Тем более странным выглядит неузнавание Шпетом своей теоретической стратегии в практике левого авангарда и производственного искусства, также ориентировавшейся на язык, социальную природу артефактов, внешность-поверхность и т. д. Как и поздний отказ Шпета от прагматических аспектов в понимании природы искусства. Ибо еще в «Явлении и смысле» (1914) он интерпретировал смысл как социальную цель предмета и практику (смысл секиры – «рубить»)[131], что сближало его с производственниками. Да и как иначе можно понять цитированный призыв к «овнешнению» и утверждению в этом экстериорном режиме всей культуры как второй и даже «предельной» природы человека?
Представляется, что эти противоречия связаны со сложными обстоятельствами жизни первых послереволюционных лет. Соглашаясь, как и его ученик Н. Жинкин[132], с необходимостью очистительного пламени для культуры и придания ее новым формам чисто феноменального характера, Шпет в то же время не без основания боялся, что обратным движением по этой логике будет уничтожение ценностей классической культуры. Поэтому он и предлагает не вырывать их из контекста остальных сторон человеческой деятельности, разрабатывая сложную иерархическую структуру культурных форм, поднимаясь или спускаясь по которым, человек остается все-таки в своем жизненном мире.
Но даже когда в «Проблемах…» и не опубликованной в то время статье «Социализм или гуманизм»[133] он вроде бы восстанавливает права личности против своего раннего представления о ней как социальной вещи («Сознание и его собственник», 1916), речь идет просто о другом уровне анализа. Шпет и здесь четко отличает личность от индивида, и тем более от психологического субъекта познания[134]. Он просто хочет проложить культурную подушку между утраченной реальностью и агрессивными вызовами настоящего. Поэтому, не давая окончательного рецепта, Шпет ограничивается в своих «Эстетических фрагментах» призывом к школе и кропотливой экспериментальной работе, ставшей, в частности, содержательным импульсом к коллективным усилиям ученых ГАХН.
Но возможности для перехода искусства в открытую Кантом сферу возвышенного Шпет не видел, вернее, даже в рамках своей логики справедливо отклонял, замечая, что в результате произведение искусства может потерять свои эстетические критерии и качества в пользу метафизических, моральных и, вообще, идеологических. Здесь он, кстати, очень близок к позиции Шкловского. По всей видимости, речь тут идет просто о личных художественных пристрастиях мыслителей, часто встающих в противоречие с их революционными теоретическими положениями, и в этой связи, помимо Гуссерля, можно вспомнить и Маркса, и Ленина.
* * *
Итак, рассмотренные нами авторы сходились в том, что произведения искусства обладают собственным уникальным смыслом, причем расположен он не в психике автора или читателя, не в авторском замысле и не в истории искусства, а в самом произведении, на уровне его формального устройства, поверхностной организации знаков. Но вот в ответе на вопрос, в каких же элементах произведения он размещен и какими средствами можно до него добраться, у них имелись существенные разногласия, вернее, движения по разные стороны вышеупомянутой ленты Мебиуса.

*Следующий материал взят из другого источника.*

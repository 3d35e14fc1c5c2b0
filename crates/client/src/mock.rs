//! Mock question-answering client.
//!
//! Records every request and replays a queue of canned outcomes. Used by
//! flow and CLI tests, and handy for offline development against a
//! deterministic backend.

use std::collections::VecDeque;
use std::sync::Mutex;

use askline_core::{AppError, AppResult};

use crate::client::QaClient;
use crate::types::{Answer, AskRequest};

/// Mock client for testing and development.
///
/// Outcomes are consumed in FIFO order, one per `ask` call. When the
/// queue is empty the client falls back to a deterministic answer echoing
/// the question, so it never blocks a caller.
#[derive(Debug, Default)]
pub struct MockQaClient {
    requests: Mutex<Vec<AskRequest>>,
    outcomes: Mutex<VecDeque<AppResult<Answer>>>,
}

impl MockQaClient {
    /// Create a mock client with an empty outcome queue.
    pub fn new() -> Self {
        Self::default()
    }

    /// Queue a successful answer for a future `ask` call.
    pub fn enqueue_answer(&self, answer: Answer) {
        self.outcomes.lock().unwrap().push_back(Ok(answer));
    }

    /// Queue a failure for a future `ask` call.
    pub fn enqueue_error(&self, error: AppError) {
        self.outcomes.lock().unwrap().push_back(Err(error));
    }

    /// All requests received so far, in arrival order.
    pub fn requests(&self) -> Vec<AskRequest> {
        self.requests.lock().unwrap().clone()
    }

    /// Number of requests received so far.
    pub fn request_count(&self) -> usize {
        self.requests.lock().unwrap().len()
    }

    fn fallback_answer(request: &AskRequest) -> Answer {
        Answer::new(format!("Mock answer for: {}", request.question), Vec::new())
    }
}

#[async_trait::async_trait]
impl QaClient for MockQaClient {
    async fn ask(&self, request: &AskRequest) -> AppResult<Answer> {
        self.requests.lock().unwrap().push(request.clone());

        match self.outcomes.lock().unwrap().pop_front() {
            Some(outcome) => outcome,
            None => Ok(Self::fallback_answer(request)),
        }
    }
}

#[cfg(test)]
mod tests {
    use super::*;

    #[tokio::test]
    async fn test_records_each_request_once() {
        let client = MockQaClient::new();
        let request = AskRequest::new("What is Rust?");

        client.ask(&request).await.unwrap();

        assert_eq!(client.request_count(), 1);
        assert_eq!(client.requests()[0], request);
    }

    #[tokio::test]
    async fn test_replays_outcomes_in_order() {
        let client = MockQaClient::new();
        client.enqueue_answer(Answer::new("first", vec!["s1".to_string()]));
        client.enqueue_error(AppError::Service("boom".to_string()));

        let first = client.ask(&AskRequest::new("q1")).await.unwrap();
        assert_eq!(first.answer, "first");

        let second = client.ask(&AskRequest::new("q2")).await;
        assert!(second.is_err());
    }

    #[tokio::test]
    async fn test_fallback_answer_when_queue_empty() {
        let client = MockQaClient::new();
        let answer = client.ask(&AskRequest::new("anything")).await.unwrap();
        assert!(answer.answer.contains("anything"));
        assert!(answer.sources.is_empty());
    }
}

Введение Шпетом и Шкловским близких понятий отрешенности и остраненности, указывающих на фантазматический, фиктивный характер искусства, было, конечно, прогрессивным шагом в ходе саморефлексии русской культуры, в которой некритическое смешение искусства и жизни часто приводило к опасным иллюзиям и заблуждениям.
Но отличать художественную иллюзию от жизни нужно не для наслаждения этой иллюзией, а для ее преодоления в перспективе трансформации реальности на основе моделируемого в искусстве идеала. Ибо по этой же логике можно дойти и до некритического примирения с действительностью в ее существующих формах.
Разумеется, у наших «формалистов» речь шла о другом. Например, для Шпета искусство выступало орудием и средством познания человеком самого себя и поэтому не должно было подменять собою его цели, во всяком случае, в такой головокружительной эскалации, которую предлагали в его время наследники футуризма. Справедливо его мотто: «Если жизнь есть искусство, то искусства нет»[135]. С другой стороны, подлинное искусство всегда может стать частью нашей жизни, не подменяя ее собой. Ибо оно подражает в пределе ее наиболее парадоксальной идее – смерти, полагающей предел и смысл всему остальному.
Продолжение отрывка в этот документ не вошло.